- DATA IN THIS EXERCISE:
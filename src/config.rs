//! Addressing and measurement mode configuration

use crate::command::Command;

/// I2C address of the sensor, selected by hardware strapping.
#[derive(Debug, Default, PartialEq, Eq, Copy, Clone)]
pub enum Address {
    /// Factory default, 0x21
    #[default]
    Default,
    /// Alternative address 0x22
    Alternate1,
    /// Alternative address 0x23
    Alternate2,
}

impl From<Address> for u8 {
    fn from(address: Address) -> Self {
        match address {
            Address::Default => 0x21,
            Address::Alternate1 => 0x22,
            Address::Alternate2 => 0x23,
        }
    }
}

/// Physical quantity the sensor compensates its output for.
#[derive(Debug, PartialEq, Eq, Copy, Clone)]
pub enum Quantity {
    /// Temperature compensation for mass flow
    MassFlow,
    /// Temperature compensation for differential pressure
    DifferentialPressure,
}

/// Averaging in continuous mode.
#[derive(Debug, Default, PartialEq, Eq, Copy, Clone)]
pub enum Averaging {
    /// Each read returns the latest sample
    #[default]
    None,
    /// Each read returns the average of all samples since the previous read
    TillRead,
}

/// Clock stretching in triggered mode.
///
/// With clock stretching the sensor holds SCL low until the conversion is done, so the bus
/// implementation must tolerate long stretches.
#[derive(Debug, Default, PartialEq, Eq, Copy, Clone)]
pub enum ClockStretching {
    /// Poll for the result after the conversion time
    #[default]
    Disabled,
    /// Read immediately and let the sensor stretch the clock
    Enabled,
}

/// A complete measurement configuration, each of which corresponds to exactly one command.
#[derive(Debug, PartialEq, Eq, Copy, Clone)]
pub enum MeasurementMode {
    /// Continuous measurement
    Continuous {
        /// Compensation
        quantity: Quantity,
        /// Averaging
        averaging: Averaging,
    },
    /// Single triggered measurement
    Triggered {
        /// Compensation
        quantity: Quantity,
        /// Clock stretching
        clock_stretching: ClockStretching,
    },
}

impl From<MeasurementMode> for Command {
    fn from(mode: MeasurementMode) -> Self {
        use self::{Averaging as A, ClockStretching as C, Quantity as Q};
        match mode {
            MeasurementMode::Continuous {
                quantity,
                averaging,
            } => match (quantity, averaging) {
                (Q::MassFlow, A::TillRead) => Command::SampleMassFlowAveraging,
                (Q::MassFlow, A::None) => Command::SampleMassFlowRaw,
                (Q::DifferentialPressure, A::TillRead) => {
                    Command::SampleDifferentialPressureAveraging
                }
                (Q::DifferentialPressure, A::None) => Command::SampleDifferentialPressureRaw,
            },
            MeasurementMode::Triggered {
                quantity,
                clock_stretching,
            } => match (quantity, clock_stretching) {
                (Q::MassFlow, C::Disabled) => Command::TriggerMassFlowRead,
                (Q::MassFlow, C::Enabled) => Command::TriggerMassFlowReadSync,
                (Q::DifferentialPressure, C::Disabled) => Command::TriggerDifferentialPressureRead,
                (Q::DifferentialPressure, C::Enabled) => {
                    Command::TriggerDifferentialPressureReadSync
                }
            },
        }
    }
}
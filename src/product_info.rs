//! Product Identification Types

use crate::crc;

/// Size of the identification frame: two product number words and four serial number words
pub const PRODUCT_ID_FRAME_SIZE: usize = 18;

/// Product Identification as described in the datasheet (5.3.7 Read Product Identifier)
#[derive(Debug, PartialEq, Eq, Copy, Clone)]
pub struct ProductIdentifier {
    /// The serial number (64 bit)
    pub serial_number: u64,
    /// The raw product number (32 bit)
    pub product_number: u32,
}

impl TryFrom<[u8; PRODUCT_ID_FRAME_SIZE]> for ProductIdentifier {
    type Error = crc::Error;

    fn try_from(buf: [u8; PRODUCT_ID_FRAME_SIZE]) -> Result<Self, Self::Error> {
        crc::validate(&buf)?;

        let product_number = u32::from(crc::word(&buf, 0)) << 16 | u32::from(crc::word(&buf, 1));

        let serial_number = (2..6).fold(0u64, |serial, index| {
            serial << 16 | u64::from(crc::word(&buf, index))
        });

        Ok(Self {
            serial_number,
            product_number,
        })
    }
}

impl ProductIdentifier {
    /// Interpret the product number
    #[must_use]
    pub fn variant(&self) -> ProductVariant {
        ProductVariant::from(self.product_number)
    }
}

/// Product variant as listed in the datasheet
#[derive(Debug, PartialEq, Eq, Copy, Clone)]
pub enum ProductVariant {
    /// Unknown product number
    Unknown(u32),
    /// SDP31, 500 Pascal range
    Sdp31,
    /// SDP32, 125 Pascal range
    Sdp32,
}

/// Product number of the SDP31
pub const SDP31_PRODUCT_NUMBER: u32 = 0x0301_0101;

/// Product number of the SDP32
pub const SDP32_PRODUCT_NUMBER: u32 = 0x0301_0201;

impl From<u32> for ProductVariant {
    fn from(value: u32) -> Self {
        match value {
            SDP31_PRODUCT_NUMBER => Self::Sdp31,
            SDP32_PRODUCT_NUMBER => Self::Sdp32,
            other => Self::Unknown(other),
        }
    }
}

impl ProductVariant {
    /// Get the conversion factor for differential pressure in 1/Pa
    #[must_use]
    pub const fn get_default_conversion_factor(&self) -> Option<i16> {
        match self {
            ProductVariant::Sdp31 => Some(60),
            ProductVariant::Sdp32 => Some(240),
            ProductVariant::Unknown(_) => None,
        }
    }

    /// The product number, or zero if unknown
    #[must_use]
    pub const fn product_number(&self) -> u32 {
        match self {
            ProductVariant::Sdp31 => SDP31_PRODUCT_NUMBER,
            ProductVariant::Sdp32 => SDP32_PRODUCT_NUMBER,
            ProductVariant::Unknown(_) => 0,
        }
    }
}
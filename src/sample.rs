//! Sample type for the SDP3x differential pressure sensor

use core::fmt;
use core::marker::PhantomData;

use crate::config::Quantity;
use crate::crc;

/// Temperature scale factor in 1/°C, identical for all product variants
pub const TEMPERATURE_SCALE_FACTOR: f32 = 200.0f32;

/// Size of a measurement frame: pressure, temperature and scale factor words
pub const SAMPLE_FRAME_SIZE: usize = 9;

/// Sample decoding error
#[derive(Debug, PartialEq, Eq, Copy, Clone)]
pub enum SampleError {
    /// Wrong CRC
    CrcError,
    /// Sensor sent a zero scale factor and no fallback is known
    InvalidScaleFactor,
}

impl From<crc::Error> for SampleError {
    fn from(_: crc::Error) -> Self {
        SampleError::CrcError
    }
}

impl fmt::Display for SampleError {
    fn fmt(&self, f: &mut fmt::Formatter<'_>) -> fmt::Result {
        match self {
            SampleError::CrcError => f.write_str("crc mismatch in measurement frame"),
            SampleError::InvalidScaleFactor => f.write_str("no valid scale factor"),
        }
    }
}

/// Marker type for differential pressure
#[derive(Debug, Default, Clone, Copy)]
pub struct DifferentialPressure;

/// Marker type for mass flow
#[derive(Debug, Default, Clone, Copy)]
pub struct MassFlow;

/// Links a marker type to the temperature compensation it selects.
pub trait Measurement {
    /// The compensation requested from the sensor
    const QUANTITY: Quantity;
}

impl Measurement for DifferentialPressure {
    const QUANTITY: Quantity = Quantity::DifferentialPressure;
}

impl Measurement for MassFlow {
    const QUANTITY: Quantity = Quantity::MassFlow;
}

/// A measurement result from the sensor.
#[derive(Debug, Default, Copy, Clone, PartialEq)]
pub struct Sample<T> {
    /// Differential pressure in Pa (compensation depends on `T`)
    pub value: f32,
    /// Temperature in °C
    pub temperature: f32,
    /// Sample data type
    measurement_type: PhantomData<T>,
}

impl<T> Sample<T> {
    /// Validate and convert a measurement frame.
    ///
    /// The scale factor is taken from the third word. If the sensor sent zero there,
    /// `fallback_scale_factor` is used instead.
    pub fn decode(
        frame: &[u8; SAMPLE_FRAME_SIZE],
        fallback_scale_factor: Option<i16>,
    ) -> Result<Self, SampleError> {
        crc::validate(frame)?;

        let dp_raw = crc::word(frame, 0) as i16;
        let temp_raw = crc::word(frame, 1) as i16;
        let dp_scale = match crc::word(frame, 2) as i16 {
            0 => fallback_scale_factor
                .filter(|&f| f != 0)
                .ok_or(SampleError::InvalidScaleFactor)?,
            scale => scale,
        };

        Ok(Sample::<T> {
            value: f32::from(dp_raw) / f32::from(dp_scale),
            temperature: f32::from(temp_raw) / TEMPERATURE_SCALE_FACTOR,
            measurement_type: PhantomData::<T>,
        })
    }

    /// Get the temperature
    pub fn get_temperature(&self) -> f32 {
        self.temperature
    }
}

impl<T> TryFrom<[u8; SAMPLE_FRAME_SIZE]> for Sample<T> {
    type Error = SampleError;

    fn try_from(buffer: [u8; SAMPLE_FRAME_SIZE]) -> Result<Self, Self::Error> {
        Self::decode(&buffer, None)
    }
}

impl Sample<MassFlow> {
    /// Get mass flow compensated differential pressure
    pub fn get_mass_flow(&self) -> f32 {
        self.value
    }
}

impl Sample<DifferentialPressure> {
    /// Get differential pressure reading
    pub fn get_differential_pressure(&self) -> f32 {
        self.value
    }
}
//! State types for the SDP3x

use core::marker::PhantomData;

use crate::{DifferentialPressure, MassFlow, Sdp3x, SdpError};

/// Default idle state of the SDP3x
#[derive(Debug)]
pub struct IdleState;

/// Continuous sampling state of the SDP3x
#[derive(Debug)]
pub struct ContinuousSamplingState<MeasurementType> {
    data_type: PhantomData<MeasurementType>,
}

/// Sleep state of the SDP3x.
/// The wake up sequence is up to the owner of the bus, see [`Sdp3x::release`].
#[derive(Debug)]
pub struct SleepState;

/// Transition from Idle to Mass Flow Sampling
pub type ToMassflowSampling<I2C, D> =
    Result<Sdp3x<I2C, D, ContinuousSamplingState<MassFlow>>, SdpError<I2C>>;

/// Transition from Idle to Differential Pressure Sampling
pub type ToDifferentialPressureSampling<I2C, D> =
    Result<Sdp3x<I2C, D, ContinuousSamplingState<DifferentialPressure>>, SdpError<I2C>>;

/// Transition from Continuous Sampling to Idle
pub type ToIdle<I2C, D> = Result<Sdp3x<I2C, D, IdleState>, SdpError<I2C>>;

/// Transition from Idle to Sleep state
pub type ToSleep<I2C, D> = Result<Sdp3x<I2C, D, SleepState>, SdpError<I2C>>;
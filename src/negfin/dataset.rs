use std::{
    fs::File,
    io::{BufRead, BufReader},
    path::{Path, PathBuf},
};

use ndarray::ArrayView2;

use crate::error::{Error, InputError};

/// A transaction database that can be scanned from the start any number of
/// times. Each visited transaction is a sorted set of item identifiers.
pub trait TransactionSource {
    fn for_each_transaction(
        &self,
        f: &mut dyn FnMut(&[u64]) -> Result<(), Error>,
    ) -> Result<(), Error>;
}

/// Comment, metadata and blank lines carry no transaction.
fn is_transaction_line(line: &str) -> bool {
    !line.trim().is_empty() && !line.starts_with(['#', '%', '@'])
}

/// Parse one transaction line into `transaction`, which is left sorted and
/// free of repeated identifiers.
fn parse_line(line: &str, line_number: usize, transaction: &mut Vec<u64>) -> Result<(), InputError> {
    transaction.clear();
    for token in line.split_whitespace() {
        let item = token.parse::<u64>().map_err(|_| InputError::Parse {
            line: line_number,
            token: token.to_owned(),
        })?;
        transaction.push(item);
    }
    transaction.sort_unstable();
    transaction.dedup();
    Ok(())
}

/// Transactions stored one per line in a text file, re-read on every pass.
#[derive(Debug, Clone)]
pub struct TransactionFile {
    path: PathBuf,
}

impl TransactionFile {
    pub fn new(path: impl Into<PathBuf>) -> Self {
        Self { path: path.into() }
    }

    pub fn path(&self) -> &Path {
        &self.path
    }

    fn io_error(&self, source: std::io::Error) -> InputError {
        InputError::Io {
            path: self.path.clone(),
            source,
        }
    }
}

impl TransactionSource for TransactionFile {
    fn for_each_transaction(
        &self,
        f: &mut dyn FnMut(&[u64]) -> Result<(), Error>,
    ) -> Result<(), Error> {
        let file = File::open(&self.path).map_err(|err| self.io_error(err))?;
        let mut reader = BufReader::new(file);
        let mut line = String::new();
        let mut transaction = Vec::new();
        let mut line_number = 0;
        loop {
            line.clear();
            let read = reader
                .read_line(&mut line)
                .map_err(|err| self.io_error(err))?;
            if read == 0 {
                break;
            }
            line_number += 1;
            if !is_transaction_line(&line) {
                continue;
            }
            parse_line(&line, line_number, &mut transaction)?;
            f(transaction.as_slice())?;
        }
        Ok(())
    }
}

/// In-memory transaction database.
#[derive(Debug, Clone, Default, PartialEq, Eq)]
pub struct Transactions {
    transactions: Vec<Vec<u64>>,
}

impl Transactions {
    pub fn new(transactions: Vec<Vec<u64>>) -> Self {
        let transactions = transactions
            .into_iter()
            .map(|mut transaction| {
                transaction.sort_unstable();
                transaction.dedup();
                transaction
            })
            .collect();
        Self { transactions }
    }

    /// Parse transactions using the same line rules as [`TransactionFile`].
    pub fn parse(text: &str) -> Result<Self, InputError> {
        let mut transactions = Vec::new();
        for (idx, line) in text.lines().enumerate() {
            if !is_transaction_line(line) {
                continue;
            }
            let mut transaction = Vec::new();
            parse_line(line, idx + 1, &mut transaction)?;
            transactions.push(transaction);
        }
        Ok(Self { transactions })
    }

    /// Convert a binary transaction matrix, one row per transaction, where a
    /// non-zero cell in column `j` means item `j` is present.
    pub fn from_dense(matrix: ArrayView2<i32>) -> Self {
        let transactions = matrix
            .rows()
            .into_iter()
            .map(|row| {
                row.iter()
                    .enumerate()
                    .filter(|&(_, &cell)| cell != 0)
                    .map(|(item, _)| item as u64)
                    .collect()
            })
            .collect();
        Self { transactions }
    }

    pub fn len(&self) -> usize {
        self.transactions.len()
    }

    pub fn is_empty(&self) -> bool {
        self.transactions.is_empty()
    }

    pub fn iter(&self) -> impl Iterator<Item = &[u64]> {
        self.transactions.iter().map(Vec::as_slice)
    }
}

impl TransactionSource for Transactions {
    fn for_each_transaction(
        &self,
        f: &mut dyn FnMut(&[u64]) -> Result<(), Error>,
    ) -> Result<(), Error> {
        self.transactions
            .iter()
            .try_for_each(|transaction| f(transaction.as_slice()))
    }
}

impl<S: TransactionSource + ?Sized> TransactionSource for &S {
    fn for_each_transaction(
        &self,
        f: &mut dyn FnMut(&[u64]) -> Result<(), Error>,
    ) -> Result<(), Error> {
        (**self).for_each_transaction(f)
    }
}
pub mod bitcode;
pub mod bmc;
pub mod builder;
pub mod nodeset;

pub use bitcode::BitCode;
pub use bmc::{BmcNode, BmcTree, NodeId};
pub use builder::build_bmc_tree;
pub use nodeset::NodesetIndex;
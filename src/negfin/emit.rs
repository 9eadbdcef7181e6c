use super::{config::MiningOptions, scan::ItemTable, utils::ItemsetSink};
use crate::error::{Error, OverflowError};

/// Translates ranked itemsets back to item identifiers and expands tied
/// items into every combination they form with the base itemset.
pub struct Emitter<'a, K> {
    items: &'a ItemTable,
    sink: K,
    options: MiningOptions,
    ids: Vec<u64>,
    emitted: u64,
}

impl<'a, K: ItemsetSink> Emitter<'a, K> {
    pub fn new(items: &'a ItemTable, options: MiningOptions, sink: K) -> Self {
        Self {
            items,
            sink,
            options,
            ids: Vec::new(),
            emitted: 0,
        }
    }

    /// Number of itemsets handed to the sink so far.
    pub fn emitted(&self) -> u64 {
        self.emitted
    }

    pub fn into_sink(self) -> K {
        self.sink
    }

    /// Emit `itemset` and, for every non-empty subset of `ties`, the itemset
    /// extended by that subset. Subsets are enumerated by counting a mask
    /// from 1 to `2^k - 1`; bit `j` selects `ties[j]`.
    pub fn emit(&mut self, itemset: &[usize], ties: &[usize], support: u64) -> Result<(), Error> {
        self.ids.clear();
        self.ids
            .extend(itemset.iter().map(|&rank| self.items.item(rank).id));
        self.accept(support)?;

        let room = self
            .options
            .max_len
            .map_or(ties.len(), |max_len| max_len.saturating_sub(itemset.len()));
        if ties.is_empty() || room == 0 {
            return Ok(());
        }
        let combinations = u32::try_from(ties.len())
            .ok()
            .and_then(|k| 1u64.checked_shl(k))
            .ok_or(OverflowError::count("tied item combinations"))?;
        let base = itemset.len();
        for mask in 1..combinations {
            if mask.count_ones() as usize > room {
                continue;
            }
            self.ids.truncate(base);
            for (j, &rank) in ties.iter().enumerate() {
                if mask & (1u64 << j) != 0 {
                    self.ids.push(self.items.item(rank).id);
                }
            }
            self.accept(support)?;
        }
        Ok(())
    }

    fn accept(&mut self, support: u64) -> Result<(), Error> {
        self.sink.accept(&self.ids, support)?;
        self.emitted = self
            .emitted
            .checked_add(1)
            .ok_or(OverflowError::count("itemset counter"))?;
        Ok(())
    }
}
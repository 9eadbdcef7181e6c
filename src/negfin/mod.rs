pub mod config;
pub mod dataset;
pub mod emit;
pub mod mining;
pub mod scan;
pub mod tree;
pub mod utils;

#[cfg(test)]
mod proptests;
#[cfg(test)]
mod tests;

use std::time::{Duration, Instant};

pub use config::{MinSupport, MiningOptions};
pub use dataset::{TransactionFile, TransactionSource, Transactions};
pub use mining::MiningContext;
pub use scan::{Item, ItemTable};
pub use tree::{build_bmc_tree, BitCode, BmcTree, NodesetIndex};
pub use utils::{percentage, FrequentItemsets, ItemsetSink, ItemsetWriter};

use crate::error::Error;

/// Summary of one mining run.
#[derive(Debug, Clone, Copy, PartialEq, Eq)]
pub struct MiningStats {
    pub num_transactions: u64,
    /// Resolved absolute minimum support.
    pub min_support: u64,
    pub frequent_items: usize,
    /// BMC-tree nodes, root excluded.
    pub tree_nodes: usize,
    pub itemsets: u64,
    pub elapsed: Duration,
}

/// Mine every frequent itemset of `source` into `sink`: one pass to rank
/// the frequent items, one pass to build the BMC-tree, then the search.
pub fn run<S, K>(
    source: &S,
    min_support: MinSupport,
    options: MiningOptions,
    mut sink: K,
) -> Result<MiningStats, Error>
where
    S: TransactionSource + ?Sized,
    K: ItemsetSink,
{
    let start = Instant::now();
    let options = options.validate()?;
    let items = ItemTable::scan(source, min_support)?;
    sink.begin(items.num_transactions())?;

    let (tree, index) = build_bmc_tree(source, &items)?;
    let mut context = MiningContext::new(&tree, &index, &items, options, sink);
    let itemsets = context.mine()?;
    context.into_sink().finish()?;

    let stats = MiningStats {
        num_transactions: items.num_transactions(),
        min_support: items.min_support(),
        frequent_items: items.len(),
        tree_nodes: tree.len(),
        itemsets,
        elapsed: start.elapsed(),
    };
    tracing::info!(
        transactions = stats.num_transactions,
        min_support = stats.min_support,
        frequent_items = stats.frequent_items,
        tree_nodes = stats.tree_nodes,
        itemsets = stats.itemsets,
        elapsed_ms = stats.elapsed.as_millis() as u64,
        "negFIN finished"
    );
    Ok(stats)
}

/// Collect every frequent itemset of `source` in memory.
pub fn mine<S>(source: &S, min_support: MinSupport) -> Result<FrequentItemsets, Error>
where
    S: TransactionSource + ?Sized,
{
    mine_with_options(source, min_support, MiningOptions::default())
}

pub fn mine_with_options<S>(
    source: &S,
    min_support: MinSupport,
    options: MiningOptions,
) -> Result<FrequentItemsets, Error>
where
    S: TransactionSource + ?Sized,
{
    let mut found = FrequentItemsets::new();
    run(source, min_support, options, &mut found)?;
    Ok(found)
}
/// Fixed-width bitmap with one flag per item rank.
///
/// A BMC-tree node's code holds the ranks of its strict ancestors, so
/// "does item `r` occur on the path to this node" is a single bit test.
#[derive(Clone, Debug, Default, PartialEq, Eq, Hash)]
pub struct BitCode(Box<[u64]>);

impl BitCode {
    /// Empty code able to hold ranks `0..num_bits`.
    pub fn zeros(num_bits: usize) -> Self {
        Self(vec![0u64; num_bits.div_ceil(64)].into_boxed_slice())
    }

    /// Copy of `self` with `bit` also set.
    #[inline]
    pub fn with(&self, bit: usize) -> Self {
        let mut code = self.clone();
        code.set(bit);
        code
    }

    #[inline]
    pub fn set(&mut self, bit: usize) {
        self.0[bit >> 6] |= 1u64 << (bit & 63);
    }

    #[inline]
    pub fn test(&self, bit: usize) -> bool {
        self.0
            .get(bit >> 6)
            .is_some_and(|word| word & (1u64 << (bit & 63)) != 0)
    }

    pub fn count_ones(&self) -> u32 {
        self.0.iter().map(|word| word.count_ones()).sum()
    }

    /// Set ranks in ascending order.
    pub fn iter_ones(&self) -> impl Iterator<Item = usize> + '_ {
        self.0.iter().enumerate().flat_map(|(idx, &word)| {
            (0..64)
                .filter(move |bit| word & (1u64 << bit) != 0)
                .map(move |bit| idx * 64 + bit)
        })
    }
}
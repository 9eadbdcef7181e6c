use std::collections::HashMap;

use super::{config::MinSupport, dataset::TransactionSource};
use crate::error::{Error, OverflowError};

/// A frequent item. Its rank is its position in [`ItemTable::items`].
#[derive(Debug, Clone, Copy, PartialEq, Eq)]
pub struct Item {
    pub id: u64,
    pub support: u64,
}

/// Frequent items of a database, ranked by descending support with ties
/// broken by ascending identifier.
#[derive(Debug, Clone)]
pub struct ItemTable {
    items: Vec<Item>,
    ranks: HashMap<u64, usize>,
    num_transactions: u64,
    min_support: u64,
}

impl ItemTable {
    /// First database pass: count every item and keep those meeting the
    /// resolved threshold.
    pub fn scan<S>(source: &S, min_support: MinSupport) -> Result<Self, Error>
    where
        S: TransactionSource + ?Sized,
    {
        let min_support = min_support.validate()?;
        let mut item_counts: HashMap<u64, u64> = HashMap::new();
        let mut num_transactions: u64 = 0;
        source.for_each_transaction(&mut |transaction| {
            num_transactions = num_transactions
                .checked_add(1)
                .ok_or(OverflowError::count("transaction count"))?;
            for &item in transaction {
                let count = item_counts.entry(item).or_insert(0);
                *count = count
                    .checked_add(1)
                    .ok_or(OverflowError::count("item support"))?;
            }
            Ok(())
        })?;

        let min_support = min_support.resolve(num_transactions)?;
        tracing::debug!(
            num_transactions,
            distinct_items = item_counts.len(),
            min_support,
            "scanned transactions"
        );
        Ok(Self::from_counts(item_counts, num_transactions, min_support))
    }

    pub(crate) fn from_counts(
        item_counts: HashMap<u64, u64>,
        num_transactions: u64,
        min_support: u64,
    ) -> Self {
        let mut items: Vec<Item> = item_counts
            .into_iter()
            .filter(|&(_, support)| support >= min_support)
            .map(|(id, support)| Item { id, support })
            .collect();
        items.sort_unstable_by(|a, b| b.support.cmp(&a.support).then(a.id.cmp(&b.id)));
        let ranks = items
            .iter()
            .enumerate()
            .map(|(rank, item)| (item.id, rank))
            .collect();
        Self {
            items,
            ranks,
            num_transactions,
            min_support,
        }
    }

    pub fn items(&self) -> &[Item] {
        &self.items
    }

    pub fn item(&self, rank: usize) -> Item {
        self.items[rank]
    }

    pub fn rank_of(&self, id: u64) -> Option<usize> {
        self.ranks.get(&id).copied()
    }

    /// Number of frequent items.
    pub fn len(&self) -> usize {
        self.items.len()
    }

    pub fn is_empty(&self) -> bool {
        self.items.is_empty()
    }

    pub fn num_transactions(&self) -> u64 {
        self.num_transactions
    }

    /// Absolute minimum support.
    pub fn min_support(&self) -> u64 {
        self.min_support
    }

    /// Frequent items of `transaction` as ranks in ascending order.
    pub(crate) fn ranked(&self, transaction: &[u64], ranked: &mut Vec<usize>) {
        ranked.clear();
        ranked.extend(transaction.iter().filter_map(|&id| self.rank_of(id)));
        ranked.sort_unstable();
    }
}
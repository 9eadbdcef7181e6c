use std::path::PathBuf;

/// The dataset could not be read or contains a malformed transaction.
#[derive(Debug, thiserror::Error)]
pub enum InputError {
    #[error("failed to read transactions from `{}`", .path.display())]
    Io {
        path: PathBuf,
        source: std::io::Error,
    },
    #[error("line {line}: `{token}` is not a non-negative item identifier")]
    Parse { line: usize, token: String },
}

#[derive(Debug, thiserror::Error)]
pub enum ConfigError {
    #[error("invalid minimum support `{0}`: expected a fraction in (0, 1] or an integer count > 1")]
    InvalidMinSupport(String),
    #[error("maximum itemset length must be at least 1")]
    InvalidMaxLen,
}

#[derive(Debug, thiserror::Error)]
pub enum OutputError {
    #[error("failed to write frequent itemsets")]
    Io(#[from] std::io::Error),
}

/// A support count or itemset counter left the range of `u64`.
#[derive(Debug, thiserror::Error)]
pub enum OverflowError {
    #[error("{what} overflowed")]
    Count { what: &'static str },
}

impl OverflowError {
    pub(crate) fn count(what: &'static str) -> Self {
        Self::Count { what }
    }
}

#[derive(Debug, thiserror::Error)]
pub enum Error {
    #[error(transparent)]
    Input(#[from] InputError),
    #[error(transparent)]
    Config(#[from] ConfigError),
    #[error(transparent)]
    Output(#[from] OutputError),
    #[error(transparent)]
    Overflow(#[from] OverflowError),
}
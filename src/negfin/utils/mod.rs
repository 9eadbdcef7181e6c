pub mod sink;
pub mod storage;

pub use sink::{percentage, ItemsetSink, ItemsetWriter};
pub use storage::FrequentItemsets;
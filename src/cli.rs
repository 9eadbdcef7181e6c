use std::path::PathBuf;

use clap::Parser;
use negfin::{MinSupport, MiningOptions};

#[derive(Clone, Debug, Parser)]
#[command(author, version, about, long_about = None)]
pub struct Cli {
    /// Transaction file, one transaction of whitespace-separated item ids per line
    pub input: PathBuf,
    /// Minimum support: a fraction in (0, 1] of the transactions, or an absolute count > 1
    pub min_support: String,
    /// Write frequent itemsets to this file instead of stdout
    #[arg(short, long)]
    pub output: Option<PathBuf>,
    /// Do not report itemsets with more than this many items
    #[arg(long)]
    pub max_len: Option<usize>,
    /// Log level, defaults to [`tracing::Level::INFO`]
    #[arg(default_value_t = tracing::Level::INFO, long)]
    pub log_level: tracing::Level,
}

#[derive(Clone, Debug)]
pub struct Config {
    pub input: PathBuf,
    pub min_support: MinSupport,
    pub options: MiningOptions,
    pub output: Option<PathBuf>,
    pub log_level: tracing::Level,
}

impl Cli {
    pub fn get_config(self) -> anyhow::Result<Config> {
        let min_support: MinSupport = self.min_support.parse()?;
        let options = MiningOptions {
            max_len: self.max_len,
        }
        .validate()?;
        Ok(Config {
            input: self.input,
            min_support,
            options,
            output: self.output,
            log_level: self.log_level,
        })
    }
}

- EXERCISE: Among the entries above, find the line with "pub fn new(transactions: Vec<Vec<u64>>)" and the line with "pub fn parse(text: &str)"; give again exactly these two lines and all lines between them.

- SOLUTION FOR THIS PROBLEM:
    pub fn new(transactions: Vec<Vec<u64>>) -> Self {
        let transactions = transactions
            .into_iter()
            .map(|mut transaction| {
                transaction.sort_unstable();
                transaction.dedup();
                transaction
            })
            .collect();
        Self { transactions }
    }

    /// Parse transactions using the same line rules as [`TransactionFile`].
    pub fn parse(text: &str) -> Result<Self, InputError> {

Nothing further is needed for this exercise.